New York's comptroller formally authorized the state attorney general's office to investigate whether embattled Gov. Andrew Cuomo's office misused state resources to write and promote his pandemic book, according to a letter obtained by NBC News.
Comptroller Thomas DiNapoli asked Attorney General Letitia James in a letter dated April 13 to look into "the use of property, services or resources of the state for personal purposes, private business purposes or other compensated non-governmental purposes by the Executive Chamber including, but not limited to, the drafting, editing, sale and promotion of the Governor's book and any related financial or business transactions."
The letter was first reported by The New York Times, which reported last month that the governor's office used junior staff members and senior aides to work on "American Crisis: Leadership Lessons from the Covid-19 Pandemic," Cuomo's retelling of the battle against the coronavirus.
"We can confirm that we have received this referral, but we won't comment further on an ongoing investigation at this time," James' office said in an emailed statement. In most cases, a referral triggers an investigation.
Cuomo has insisted that any work done by government employees on the book, details of which remain clouded in secrecy, was voluntary, allowing that some minor work may have been "incidental." A spokesman has said any work on the book was "in compliance with state ethics laws and done on their personal time."

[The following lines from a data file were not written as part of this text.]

impl<'r> Observed<'r> {
    fn of(request: &'r MockRequest) -> Self {
        Self {
            params: request.params(),
            headers: request.header_values(),
            body: &request.body,
        }
    }
}

fn select_policy<'a>(
    mapping: &'a Mapping,
    observed: &Observed<'_>,
    path_vars: Option<&HashMap<String, Vec<String>>>,
) -> Option<&'a Policy> {
    mapping.policies.iter().find(|policy| match &policy.when {
        None => true,
        Some(when) => when_holds(when, observed, path_vars),
    })
}

fn when_holds(
    when: &When,
    observed: &Observed<'_>,
    path_vars: Option<&HashMap<String, Vec<String>>>,
) -> bool {
    if let Some(vars) = path_vars {
        if !matchers_hold(&when.path_vars, vars) {
            return false;
        }
    }
    matchers_hold(&when.params, &observed.params)
        && matchers_hold(&when.headers, &observed.headers)
        && when.body.as_ref().map_or(true, |m| body_matches(m, observed.body))
}

fn matchers_hold(matchers: &Matchers, observed: &HashMap<String, Vec<String>>) -> bool {
    let values_of = |name: &str| observed.get(name).map(Vec::as_slice).unwrap_or_default();

    matchers
        .values
        .iter()
        .all(|pair| same_multiset(&pair.values, values_of(&pair.name)))
        && matchers
            .regexps
            .iter()
            .all(|pair| values_of(&pair.name).iter().any(|v| pair.regex.is_match(v)))
        && matchers
            .jsons
            .iter()
            .all(|pair| any_json_matches(&pair.json, values_of(&pair.name)))
}

fn any_json_matches(matcher: &JsonMatcher, values: &[String]) -> bool {
    values.iter().any(|v| matcher.matches_bytes(v.as_bytes()))
}

/// Equal as multisets: order ignored, duplicate counts respected.
fn same_multiset(expected: &[String], actual: &[String]) -> bool {
    if expected.len() != actual.len() {
        return false;
    }
    let mut expected: Vec<&str> = expected.iter().map(String::as_str).collect();
    let mut actual: Vec<&str> = actual.iter().map(String::as_str).collect();
    expected.sort_unstable();
    actual.sort_unstable();
    expected == actual
}

fn body_matches(matcher: &BodyMatcher, body: &[u8]) -> bool {
    match matcher {
        BodyMatcher::Bytes(expected) => expected.as_ref() == body,
        BodyMatcher::Regex(re) => re.is_match(&String::from_utf8_lossy(body)),
        BodyMatcher::Json(json) => json.matches_bytes(body),
    }
}

#[cfg(test)]
mod tests {
    use super::*;
    use crate::mapping::Loader;
    use crate::source::MemorySource;

    fn matcher(mappings: &str) -> RequestMatcher {
        let src = MemorySource::new().with_file("/base/mappings.json", mappings);
        let set = Loader::with_source("/base/mappings.json", Arc::new(src))
            .load()
            .unwrap();
        RequestMatcher::new(Arc::new(set)).unwrap()
    }

    fn status_of(outcome: &MatchOutcome<'_>) -> &'static str {
        match outcome {
            MatchOutcome::Matched(_) => "matched",
            MatchOutcome::NoPolicy => "no-policy",
            MatchOutcome::MethodNotAllowed => "405",
            MatchOutcome::NotFound => "404",
        }
    }

    fn policy_status(outcome: &MatchOutcome<'_>) -> u16 {
        match outcome {
            MatchOutcome::Matched(m) => match &m.policy.command {
                crate::mapping::Command::Returns(r) => r.status.as_u16(),
                _ => 0,
            },
            _ => 0,
        }
    }

    #[test]
    fn test_uri_and_method_outcomes() {
        let m = matcher(r#"[{"uri":"/hello","method":"POST"}]"#);

        assert_eq!(status_of(&m.find(&MockRequest::new(Method::POST, "/hello"))), "matched");
        assert_eq!(status_of(&m.find(&MockRequest::new(Method::GET, "/hello"))), "405");
        assert_eq!(status_of(&m.find(&MockRequest::new(Method::POST, "/hello/"))), "404");
        assert_eq!(status_of(&m.find(&MockRequest::new(Method::POST, "/other"))), "404");
    }

    #[test]
    fn test_method_is_case_insensitive() {
        let m = matcher(r#"[{"uri":"/hello","method":"POST"}]"#);
        let lower = Method::from_bytes(b"post").unwrap();

        let request = MockRequest::new(lower.clone(), "/hello");
        assert_eq!(request.method, Method::POST);
        assert_eq!(status_of(&m.find(&request)), "matched");

        let mut raw = MockRequest::new(Method::GET, "/hello");
        raw.method = lower;
        assert_eq!(status_of(&m.find(&raw)), "matched");
        assert_eq!(canonical_method(&Method::from_bytes(b"purge").unwrap()).as_str(), "PURGE");
    }

    #[test]
    fn test_method_specific_mapping_wins() {
        let m = matcher(
            r#"[
                {"uri":"/m","policies":[{"returns":{"statusCode":201}}]},
                {"uri":"/m","method":"GET","policies":[{"returns":{"statusCode":202}}]}
            ]"#,
        );
        assert_eq!(policy_status(&m.find(&MockRequest::new(Method::GET, "/m"))), 202);
        assert_eq!(policy_status(&m.find(&MockRequest::new(Method::DELETE, "/m"))), 201);
    }

    #[test]
    fn test_head_falls_back_to_get() {
        let m = matcher(r#"[{"uri":"/h","method":"GET"}]"#);
        match m.find(&MockRequest::new(Method::HEAD, "/h")) {
            MatchOutcome::Matched(matched) => assert!(matched.head),
            other => panic!("unexpected {:?}", other),
        }
    }

    #[test]
    fn test_params_are_multisets() {
        let m = matcher(
            r#"[{"uri":"/p","policies":[{"when":{"params":{"p":["a","b"]}}}]}]"#,
        );
        assert_eq!(status_of(&m.find(&MockRequest::new(Method::GET, "/p?p=b&p=a"))), "matched");
        assert_eq!(status_of(&m.find(&MockRequest::new(Method::GET, "/p?p=a"))), "no-policy");
        assert_eq!(
            status_of(&m.find(&MockRequest::new(Method::GET, "/p?p=a&p=b&p=b"))),
            "no-policy"
        );
        assert_eq!(status_of(&m.find(&MockRequest::new(Method::GET, "/p"))), "no-policy");
    }

    #[test]
    fn test_form_body_contributes_params() {
        let m = matcher(
            r#"[{"uri":"/f","policies":[{"when":{"params":{"a":"1","b":"two words"}}}]}]"#,
        );
        let req = MockRequest::new(Method::POST, "/f?a=1")
            .with_header("content-type", "application/x-www-form-urlencoded")
            .with_body("b=two+words");
        assert_eq!(status_of(&m.find(&req)), "matched");

        let req = MockRequest::new(Method::POST, "/f?a=1").with_body("b=two+words");
        assert_eq!(status_of(&m.find(&req)), "no-policy");
    }

    #[test]
    fn test_headers_regex_and_json() {
        let m = matcher(
            r#"[{"uri":"/h","policies":[{"when":{"headers":{
                "X-Token":{"@regexp":"^tk-\\d+$"},
                "X-Meta":{"@json":{"role":"admin"}}
            }}}]}]"#,
        );
        let ok = MockRequest::new(Method::GET, "/h")
            .with_header("x-token", "tk-12")
            .with_header("x-meta", r#"{"role":"admin","id":3}"#);
        assert_eq!(status_of(&m.find(&ok)), "matched");

        let bad = MockRequest::new(Method::GET, "/h")
            .with_header("x-token", "tk-ab")
            .with_header("x-meta", r#"{"role":"admin"}"#);
        assert_eq!(status_of(&m.find(&bad)), "no-policy");

        let missing = MockRequest::new(Method::GET, "/h").with_header("x-token", "tk-1");
        assert_eq!(status_of(&m.find(&missing)), "no-policy");
    }

    #[test]
    fn test_body_matchers() {
        let m = matcher(
            r#"[{"uri":"/b","policies":[
                {"when":{"body":"exact"},"returns":{"statusCode":201}},
                {"when":{"body":{"@regexp":"^re"}},"returns":{"statusCode":202}},
                {"when":{"body":{"@json":{"k":[null,2]}}},"returns":{"statusCode":203}}
            ]}]"#,
        );
        let find = |body: &'static str| {
            policy_status(&m.find(&MockRequest::new(Method::POST, "/b").with_body(body)))
        };
        assert_eq!(find("exact"), 201);
        assert_eq!(find("regex"), 202);
        assert_eq!(find(r#"{"k":[9,2,3]}"#), 203);
        assert_eq!(find(r#"{"k":[9,3]}"#), 0);
    }

    #[test]
    fn test_path_variables() {
        let m = matcher(
            r#"[{"uri":"/users/{id}/posts/{post}","policies":[
                {"when":{"pathVars":{"id":"42","post":{"@regexp":"^\\d+$"}}},"returns":{"statusCode":201}},
                {"returns":{"statusCode":202}}
            ]}]"#,
        );
        let status = |path: &str| policy_status(&m.find(&MockRequest::new(Method::GET, path)));
        assert_eq!(status("/users/42/posts/7"), 201);
        assert_eq!(status("/users/42/posts/x"), 202);
        assert_eq!(status("/users/1/posts/7"), 202);
        assert_eq!(status_of(&m.find(&MockRequest::new(Method::GET, "/users/42"))), "404");
    }

    #[test]
    fn test_exact_uri_before_pattern() {
        let m = matcher(
            r#"[
                {"uri":"/items/{id}","policies":[{"returns":{"statusCode":202}}]},
                {"uri":"/items/new","policies":[{"returns":{"statusCode":201}}]}
            ]"#,
        );
        assert_eq!(policy_status(&m.find(&MockRequest::new(Method::GET, "/items/new"))), 201);
        assert_eq!(policy_status(&m.find(&MockRequest::new(Method::GET, "/items/9"))), 202);
    }

    #[test]
    fn test_encoded_paths_match() {
        let m = matcher(r#"[{"uri":"/a b/ü"}]"#);
        assert_eq!(status_of(&m.find(&MockRequest::new(Method::GET, "/a%20b/%C3%BC"))), "matched");
        assert_eq!(canonical_path("/a b"), "/a%20b");
        assert_eq!(canonical_path("/x%2Cy"), "/x,y");
    }

    #[test]
    fn test_empty_matcher() {
        let m = RequestMatcher::empty();
        assert_eq!(status_of(&m.find(&MockRequest::new(Method::GET, "/"))), "404");
    }
}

At a news conference Monday, Cuomo declined to disclose how much he earned from his book deal — reports have said $4 million — saying the figure will be revealed in his income tax filing, according to Spectrum News. He again defended using government workers and claimed that they volunteered.
Cuomo, a third-term Democrat, also faces a political maelstrom regarding sexual harassment allegations from several women. He has denied all of the allegations and apologized for incidents in which, he said, he did not know at the time that he was making women uncomfortable. Democrats throughout the state have called for Cuomo to resign; he has refused and is expected to run for a fourth term. James is also investigating the sexual misconduct allegations.
DiNapoli, a Democrat, said in his letter that under state law, James, also a Democrat, now has the "authority to prosecute the person or persons believed to have committed the same and any crime or offense arising out of such investigation or prosecution or both," which could include impaneling a grand jury or "whatever other action you deem appropriate."